For the first gel, the concentration of R1 and D1 used are 1 μM and 2 μM and the T7 RNA Polymerase volume used was 1 μL. The total volume in each well was 7 μL. R1 and SP6 RNAP were mixed together and incubated for 20 minutes at 30°C. Next, D1 was added to the mixture and the solution was incubated for another 10 minutes at 30°C. A list of the components in each well is given below:

Lane	Components
1	10 base pair ladder
2	R1 aptamer
3	D1 Strand (23 base pair)
4	D1 Strand (38 base pair)
5	R1 aptamer + SP6 RNA Polymerase
6	R1 aptamer +SP6 RNA Polymerase + D1 (23 base pair)
7	R1 aptamer +SP6 RNA Polymerase + D1 (38 base pair)

For the second gel, the concentrations of R1 and R4 used were both 0.7 μL and the SP6 RNA Polymerase volume used was 1 μL. The total volume used in each well was 7 μL. R1 and SP6 RNA Polymerase were mixed together and incubated for 15 minutes at 30°C. Next, R4 was added to the mixture and the solution was incubated for another 15 minutes. The composition of each lane is given below:

Lane	Components
1	10 base pair ladder
2	R1 aptamer
3	R4 Strand
4	R1 aptamer + SP6 RNA Polymerase
5	R1 aptamer + SP6 RNA Polymerase + R4 aptamer

B. Unbound Aptamer-Kleptamer Interactions

For this gel, the concentrations used for R1 aptamer and D1 strands are all 1 μM. The R1 and D1 aptamers were mixed into solution together at the same concentration and incubated at 30°C for 10 minutes. The composition of each lane is given below:

Lane	Components
1	10 base pair ladder
2	R1 aptamer
3	D1 strand (38 base pair)
4	D1 strand (23 base pair)
5	R1 aptamer + D1 strand (38 base pair)
6	R1 aptamer + D1 strand (23 base pair)

C. Comparison of Transcription Rates between SP6 RNAP and T7 RNAP

For this denaturing gel, the concentrations used for G1 gene, R1 aptamer, G2 gene, and R2 aptamer are all 1 μM. The transcription protocol of T7 RNAP transcribing G1 gene and SP6 RNAP transcribing G2 gene is as follows:

Component	Concentration
G1 gene	10nM
MgCl2	0.024 M
NTPs	7.5 mM

The solution also contains RNA Polymerase transcription buffer and RN are free water. 2μL of T7 RNAP is added to the solution. For SP6 RNAP transcription of G2 gene, the components of the solution is as follows:

Component	Concentration
G2 gene	100-200nM
MgCl2	0.024 M
NTPs	7.5 mM

The solution also contains RNA Polymerase transcription buffer and RN are free water. 2μL of SP6 RNAP was added. Both solutions was incubated at 30°C for 45 minutes. The samples are then diluted at a 1:4 ratio using Gel Loading Buffer II. The compositions of each well is given below:

Lane	Components
1	10 base pair ladder
2	G1 gene
3	R1 aptamer
4	G2 gene
5	R2 aptamer
6	T7 RNAP transcription of G1 gene [10nM]
6	SP6 RNAP transcription of G2 gene [100nM]
6	SP6 RNAP transcription of G2 gene [150nM]
6	SP6 RNAP transcription of G2 gene [200nM]

2.5 Bistable Mechanisms

2.6 Oscillatory Mechanisms

For the inhibition of T7 RNA polymerase with gene G3, 2 μL of T7 ran Polymerase was used in this experiment. The transcriptional solution has Malachite Green as the reporter and the solution composition is listed below:

Component	Concentration
Malachite Green Dye	16 μM
Malachite Green Gene	250 nM
MgCl2	0.024 M
NTPs	7.5 mM

The solution also contains RNA Polymerase transcription buffer and RN are free water. The gene G3 was added at 500 nM. Experiment was incubated at 30°C.

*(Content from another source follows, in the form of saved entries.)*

//! Seed sources: the static JSON used to populate a collection on first run.
//!
//! A seed document is either a JSON array of records or a single record;
//! [`Collections`](crate::store::collections::Collections) coerces the latter
//! into a one-element collection.

use crate::error::{LibrisError, Result};
use crate::model::EntityKind;
use serde_json::Value;
use std::fs;
use std::path::PathBuf;

pub trait SeedFetcher: Send + Sync {
    /// Fetch and parse the seed document for one collection.
    fn fetch(&self, kind: EntityKind) -> Result<Value>;

    /// Human-readable location, for logs.
    fn location(&self, kind: EntityKind) -> String;
}

/// Picks a seed source from a configured location: an `http(s)://` base URL,
/// a directory, or the bundled data when unset.
pub fn from_location(location: Option<&str>) -> Box<dyn SeedFetcher> {
    match location {
        Some(loc) if loc.starts_with("http://") || loc.starts_with("https://") => {
            Box::new(HttpSeeds::new(loc))
        }
        Some(loc) => Box::new(DirSeeds::new(loc)),
        None => Box::new(BundledSeeds),
    }
}

/// Seed data compiled into the binary.
#[derive(Debug, Clone, Copy, Default)]
pub struct BundledSeeds;

impl BundledSeeds {
    fn raw(kind: EntityKind) -> &'static str {
        match kind {
            EntityKind::Book => include_str!("../../data/books.json"),
            EntityKind::Author => include_str!("../../data/authors.json"),
            EntityKind::Store => include_str!("../../data/stores.json"),
            EntityKind::InventoryItem => include_str!("../../data/inventory.json"),
        }
    }
}

impl SeedFetcher for BundledSeeds {
    fn fetch(&self, kind: EntityKind) -> Result<Value> {
        Ok(serde_json::from_str(Self::raw(kind))?)
    }

    fn location(&self, kind: EntityKind) -> String {
        format!("bundled:{}.json", kind.collection())
    }
}

/// `<dir>/<collection>.json`
#[derive(Debug, Clone)]
pub struct DirSeeds {
    dir: PathBuf,
}

impl DirSeeds {
    pub fn new(dir: impl Into<PathBuf>) -> Self {
        Self { dir: dir.into() }
    }

    fn path(&self, kind: EntityKind) -> PathBuf {
        self.dir.join(format!("{}.json", kind.collection()))
    }
}

impl SeedFetcher for DirSeeds {
    fn fetch(&self, kind: EntityKind) -> Result<Value> {
        let path = self.path(kind);
        // An unreachable seed is a fetch failure, whatever the medium
        let content = fs::read_to_string(&path)
            .map_err(|e| LibrisError::Network(format!("{}: {}", path.display(), e)))?;
        Ok(serde_json::from_str(&content)?)
    }

    fn location(&self, kind: EntityKind) -> String {
        self.path(kind).display().to_string()
    }
}

/// `<base>/<collection>.json` over HTTP.
pub struct HttpSeeds {
    base: String,
    client: reqwest::blocking::Client,
}

impl HttpSeeds {
    pub fn new(base: &str) -> Self {
        Self {
            base: base.trim_end_matches('/').to_string(),
            client: reqwest::blocking::Client::new(),
        }
    }
}

impl SeedFetcher for HttpSeeds {
    fn fetch(&self, kind: EntityKind) -> Result<Value> {
        let response = self
            .client
            .get(self.location(kind))
            .send()?
            .error_for_status()?;
        let body = response.text()?;
        Ok(serde_json::from_str(&body)?)
    }

    fn location(&self, kind: EntityKind) -> String {
        format!("{}/{}.json", self.base, kind.collection())
    }
}

#[cfg(test)]
mod tests {
    use super::*;

    #[test]
    fn bundled_seeds_parse_for_every_collection() {
        for kind in EntityKind::ALL {
            let value = BundledSeeds.fetch(kind).unwrap();
            assert!(value.is_array(), "{} seed should be an array", kind);
        }
    }

    #[test]
    fn dir_seeds_read_collection_files() {
        let temp = tempfile::tempdir().unwrap();
        fs::write(
            temp.path().join("authors.json"),
            r#"{"id": 1, "first_name": "Ada", "last_name": "Lovelace"}"#,
        )
        .unwrap();

        let seeds = DirSeeds::new(temp.path());
        let value = seeds.fetch(EntityKind::Author).unwrap();
        assert_eq!(value["first_name"], "Ada");
    }

    #[test]
    fn missing_seed_file_is_a_network_failure() {
        let temp = tempfile::tempdir().unwrap();
        let seeds = DirSeeds::new(temp.path());
        assert!(matches!(
            seeds.fetch(EntityKind::Store),
            Err(LibrisError::Network(_))
        ));
    }

    #[test]
    fn malformed_seed_file_is_a_parse_failure() {
        let temp = tempfile::tempdir().unwrap();
        fs::write(temp.path().join("books.json"), "[{").unwrap();
        let seeds = DirSeeds::new(temp.path());
        assert!(matches!(
            seeds.fetch(EntityKind::Book),
            Err(LibrisError::Parse(_))
        ));
    }

    #[test]
    fn location_picks_the_source_kind() {
        let http = from_location(Some("https://example.test/data/"));
        assert_eq!(
            http.location(EntityKind::Book),
            "https://example.test/data/books.json"
        );
        let bundled = from_location(None);
        assert_eq!(
            bundled.location(EntityKind::InventoryItem),
            "bundled:inventory.json"
        );
    }
}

For the reactivation of T7 RNA Polymerase attempt with G3 and G2, 2 μL of both, T7 and SP6 RNA Polymerase were used. The transcriptional solution has Malachite Green as the reporter and the solution composition is listed below:

Component	Concentration
Malachite Green Dye	16 μM
Malachite Green Gene	100 nM
MgCl2	0.024 M
NTPs	7.5 mM

The solution also contained RNA Polymerase transcription buffer along with RNase free water. An addition of 750 nM of G3 was added to the experimental cuvette along with 200 nM of G2 approximately 2 hours later. Experiment was incubated at 30°C.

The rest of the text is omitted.